Publication Number: 4304.310

Nitin Chouthai, Oakland University William Beaumont School of Medicine, Dearborn, MI, United States; Nikhlesh K. Singh, Wayne State University School of Medicine, Detroit, MI, United States

Background: Severe ROP is linked to considerable morbidity in extremely premature newborns. To our knowledge, there are currently no early-phase biomarkers for ROP.

Objective: The objective of this retrospective study was to compare the retinal RNA expression in mouse pups exposed to oxygen-induced retinopathy with the blood RNA profile of extremely premature newborns during the first two weeks of life, specifically from days 7 to 14 of life.

Design/Methods: Bulk RNA transcriptome analysis was conducted using peripheral blood samples from 21 extremely preterm newborns who were born at less than 26 weeks’ gestation and were between 7 and 14 days of life. Additionally, an early-phase transcriptome was performed on the retina of a murine model of oxygen- induced retinopathy. RNA expression profiles from both the data sets were analyzed for comparison. Newborns born at < 26 weeks without ROP and mouse pups that are exposed to room air of same age serves as controls for preterm infants and for oxygen-induced retinopathy, respectively.

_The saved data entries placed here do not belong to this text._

//! evaldata scan model
//!
//! Typed representation of a single recorded measurement ("scan") and the
//! primitives shared by every reader and cache backend.
//!
//! # Core Concepts
//!
//! - [`Scan`]: metadata plus lazily loaded data
//! - [`ScanMeta`]: header information parsed from the raw file
//! - [`ScanData`]: named numeric columns, optionally with MCA spectra
//! - [`Fingerprint`]: 32-byte Blake3 digest used to detect raw file changes
//!
//! # Example
//!
//! ```rust
//! use evaldata_scan::{Scan, ScanData, ScanMeta};
//!
//! let meta = ScanMeta::new(1, "ascan th 0 1 10 1");
//! let mut scan = Scan::new(meta);
//!
//! let data = ScanData::from_records(
//!     vec!["th".into(), "det".into()],
//!     vec![vec![0.0, 10.0], vec![0.1, 12.0]],
//! )
//! .unwrap();
//! scan.set_data(data);
//!
//! assert_eq!(scan.data().unwrap()["det"][1], 12.0);
//! ```

#![warn(unreachable_pub)]

mod data;
mod error;
mod hash;
mod scan;

pub use data::{McaSpectra, Rows, ScanData};
pub use error::{HashError, ScanError};
pub use hash::Fingerprint;
pub use scan::{McaParams, RawLocation, Scan, ScanMeta, ScanNumber, ScanStatus};

/// Version of this crate
pub const VERSION: &str = env!("CARGO_PKG_VERSION");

Results: We observed a significant upregulation of fibroblast growth factor 2 (FGF2), PLOD2 (procollagen-lysine, 2-oxoglutarate 5-dioxygenase 2), transgalin-2 (Tagln 2), nuclear protein 1, transcriptional regulator (Nupur1), and PFKB3 (6-phosphofructo-2- kinase and fructose-2,6-bisphosphatase) in the blood of severe/mild ROP patients, as well as in the retinas of mouse models of oxygen-induced retinopathy, compared to their respective controls. FGF2 plays multiple roles in biological processes, including cell proliferation, development, wound healing, and angiogenesis. PLOD2 is a crucial enzyme that mediates the formation of stabilized collagen crosslinks, and its high expression is linked to immune cell infiltration and cancer progression. Tagln 2, and Nupur1 are proposed to play a role in tumor angiogenesis. PFKB3 is a key regulator of glycolysis, and its elevated expression indicates a of disturbance in endothelial cell metabolic pathways, which can lead to pathological angiogenesis.

Conclusion(s): PLOD2 may be a potential target for retinopathy of prematurity (ROP), a condition marked by increased migration of inflammatory cells to the retina and heightened inflammation in the retinas of ROP patients. Tagin 2 and Nupur1 could serve as potential targets for inhibiting angiogenesis in ROP patients, given that inflammation is a significant contributor of ROP related retinal neovascularization. PFKFB3 might represent a viable target for angiogenic therapies aimed at preserving endothelial cell function and preventing ROP pathophysiology.